▶ Assigned task:
Within the entries that follow, show each line where the word "missing" occurs.

▶ Exercise input:

────────────────────────────────────────

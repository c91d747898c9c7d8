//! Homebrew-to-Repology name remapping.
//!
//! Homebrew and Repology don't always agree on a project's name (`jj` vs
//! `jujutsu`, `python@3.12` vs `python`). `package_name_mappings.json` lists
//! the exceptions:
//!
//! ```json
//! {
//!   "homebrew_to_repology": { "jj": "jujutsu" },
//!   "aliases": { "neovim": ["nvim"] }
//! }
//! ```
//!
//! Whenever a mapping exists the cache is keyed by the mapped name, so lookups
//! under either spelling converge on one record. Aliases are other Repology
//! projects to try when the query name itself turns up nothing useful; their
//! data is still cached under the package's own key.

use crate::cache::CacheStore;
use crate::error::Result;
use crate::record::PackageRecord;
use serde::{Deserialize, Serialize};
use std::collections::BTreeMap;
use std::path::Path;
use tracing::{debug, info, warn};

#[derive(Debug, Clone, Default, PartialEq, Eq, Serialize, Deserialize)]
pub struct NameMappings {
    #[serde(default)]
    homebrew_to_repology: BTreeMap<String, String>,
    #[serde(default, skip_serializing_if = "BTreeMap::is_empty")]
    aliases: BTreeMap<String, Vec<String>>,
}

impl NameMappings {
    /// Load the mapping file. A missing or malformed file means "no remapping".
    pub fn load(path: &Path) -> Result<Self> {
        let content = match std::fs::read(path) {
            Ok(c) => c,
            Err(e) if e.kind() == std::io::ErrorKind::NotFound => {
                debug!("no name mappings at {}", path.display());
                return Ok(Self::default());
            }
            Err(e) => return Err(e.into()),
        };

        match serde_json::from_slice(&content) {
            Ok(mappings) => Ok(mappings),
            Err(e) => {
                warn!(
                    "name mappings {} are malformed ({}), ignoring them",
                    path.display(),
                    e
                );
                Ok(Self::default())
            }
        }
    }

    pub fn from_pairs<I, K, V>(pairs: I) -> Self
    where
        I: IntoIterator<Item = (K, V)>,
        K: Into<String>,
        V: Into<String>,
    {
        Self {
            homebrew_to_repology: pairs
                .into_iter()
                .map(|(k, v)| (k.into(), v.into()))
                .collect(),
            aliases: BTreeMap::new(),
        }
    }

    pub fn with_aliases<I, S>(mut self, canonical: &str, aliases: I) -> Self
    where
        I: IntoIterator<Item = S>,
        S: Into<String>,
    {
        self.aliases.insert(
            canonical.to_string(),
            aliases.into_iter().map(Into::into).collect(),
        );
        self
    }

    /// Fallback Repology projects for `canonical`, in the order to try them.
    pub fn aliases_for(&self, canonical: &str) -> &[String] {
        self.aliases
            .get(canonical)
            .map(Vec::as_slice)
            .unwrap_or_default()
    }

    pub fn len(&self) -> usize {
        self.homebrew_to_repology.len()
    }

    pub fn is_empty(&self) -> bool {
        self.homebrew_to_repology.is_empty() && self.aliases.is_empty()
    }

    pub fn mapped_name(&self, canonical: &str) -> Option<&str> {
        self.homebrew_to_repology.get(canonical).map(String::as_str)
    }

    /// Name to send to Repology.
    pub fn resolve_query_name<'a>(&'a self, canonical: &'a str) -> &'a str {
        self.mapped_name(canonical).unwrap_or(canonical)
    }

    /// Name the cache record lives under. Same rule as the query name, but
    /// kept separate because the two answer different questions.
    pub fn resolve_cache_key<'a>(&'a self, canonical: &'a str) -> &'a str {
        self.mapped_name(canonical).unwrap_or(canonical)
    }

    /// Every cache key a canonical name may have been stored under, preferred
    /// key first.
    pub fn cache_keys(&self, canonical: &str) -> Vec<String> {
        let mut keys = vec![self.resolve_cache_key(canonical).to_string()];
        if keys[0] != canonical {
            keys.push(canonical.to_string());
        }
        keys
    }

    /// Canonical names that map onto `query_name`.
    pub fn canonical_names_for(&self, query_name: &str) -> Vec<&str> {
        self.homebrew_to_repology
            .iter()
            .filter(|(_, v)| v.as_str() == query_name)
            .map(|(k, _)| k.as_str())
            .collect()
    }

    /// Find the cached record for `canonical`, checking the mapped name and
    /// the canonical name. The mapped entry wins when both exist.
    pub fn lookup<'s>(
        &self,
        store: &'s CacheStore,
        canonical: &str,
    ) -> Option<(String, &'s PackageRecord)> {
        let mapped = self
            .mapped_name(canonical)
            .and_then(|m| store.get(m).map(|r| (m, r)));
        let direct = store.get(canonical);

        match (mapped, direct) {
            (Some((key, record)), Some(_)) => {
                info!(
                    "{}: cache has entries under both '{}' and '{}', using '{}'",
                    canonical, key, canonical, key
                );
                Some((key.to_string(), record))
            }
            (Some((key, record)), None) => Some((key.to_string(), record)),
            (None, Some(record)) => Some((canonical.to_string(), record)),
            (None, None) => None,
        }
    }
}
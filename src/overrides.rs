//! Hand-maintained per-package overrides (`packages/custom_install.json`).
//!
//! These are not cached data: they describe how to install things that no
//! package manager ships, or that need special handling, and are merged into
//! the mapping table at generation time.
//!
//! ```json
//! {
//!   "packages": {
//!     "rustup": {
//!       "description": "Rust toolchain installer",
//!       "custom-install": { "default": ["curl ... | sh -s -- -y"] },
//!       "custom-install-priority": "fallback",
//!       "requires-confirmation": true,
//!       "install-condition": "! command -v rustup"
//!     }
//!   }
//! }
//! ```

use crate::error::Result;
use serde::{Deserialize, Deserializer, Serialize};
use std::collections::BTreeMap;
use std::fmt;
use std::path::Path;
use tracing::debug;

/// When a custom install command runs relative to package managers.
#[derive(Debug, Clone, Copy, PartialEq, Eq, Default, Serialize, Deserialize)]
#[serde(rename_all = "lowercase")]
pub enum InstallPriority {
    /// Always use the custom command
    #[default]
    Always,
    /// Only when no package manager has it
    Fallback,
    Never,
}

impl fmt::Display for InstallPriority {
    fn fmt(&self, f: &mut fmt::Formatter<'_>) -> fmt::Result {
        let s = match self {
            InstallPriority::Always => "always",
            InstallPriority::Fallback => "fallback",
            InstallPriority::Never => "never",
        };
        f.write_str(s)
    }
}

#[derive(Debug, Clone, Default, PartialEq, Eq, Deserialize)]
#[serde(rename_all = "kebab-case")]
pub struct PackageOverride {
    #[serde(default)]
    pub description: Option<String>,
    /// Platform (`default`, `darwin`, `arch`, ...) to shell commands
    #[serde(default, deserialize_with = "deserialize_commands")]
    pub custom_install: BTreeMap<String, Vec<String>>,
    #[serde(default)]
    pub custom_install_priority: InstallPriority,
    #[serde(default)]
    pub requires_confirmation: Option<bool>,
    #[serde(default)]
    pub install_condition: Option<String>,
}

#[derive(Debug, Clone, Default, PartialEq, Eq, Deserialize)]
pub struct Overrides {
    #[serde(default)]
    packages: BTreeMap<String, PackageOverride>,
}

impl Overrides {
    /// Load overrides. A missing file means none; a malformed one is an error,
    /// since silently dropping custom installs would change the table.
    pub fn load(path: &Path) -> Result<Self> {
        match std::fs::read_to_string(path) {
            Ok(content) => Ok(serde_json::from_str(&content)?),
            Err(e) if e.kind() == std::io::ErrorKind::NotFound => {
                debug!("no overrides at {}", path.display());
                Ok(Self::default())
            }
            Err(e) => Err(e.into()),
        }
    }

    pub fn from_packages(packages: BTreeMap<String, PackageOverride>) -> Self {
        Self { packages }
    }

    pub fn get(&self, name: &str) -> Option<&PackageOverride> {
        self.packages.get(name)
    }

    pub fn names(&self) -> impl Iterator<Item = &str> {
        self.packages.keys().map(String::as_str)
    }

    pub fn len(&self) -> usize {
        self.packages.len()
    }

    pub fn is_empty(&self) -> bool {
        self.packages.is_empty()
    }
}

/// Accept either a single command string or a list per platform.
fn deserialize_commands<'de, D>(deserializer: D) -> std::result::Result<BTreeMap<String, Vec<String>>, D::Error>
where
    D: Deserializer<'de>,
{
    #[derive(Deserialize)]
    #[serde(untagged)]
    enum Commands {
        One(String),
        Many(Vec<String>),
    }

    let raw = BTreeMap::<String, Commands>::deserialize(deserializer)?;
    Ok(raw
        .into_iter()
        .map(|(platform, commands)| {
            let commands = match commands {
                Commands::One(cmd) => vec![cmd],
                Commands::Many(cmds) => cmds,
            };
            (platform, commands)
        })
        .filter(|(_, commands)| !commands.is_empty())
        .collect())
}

────────────────────────────────────────

▶ Answer to this problem:
    /// Load the mapping file. A missing or malformed file means "no remapping".
    /// Load overrides. A missing file means none; a malformed one is an error,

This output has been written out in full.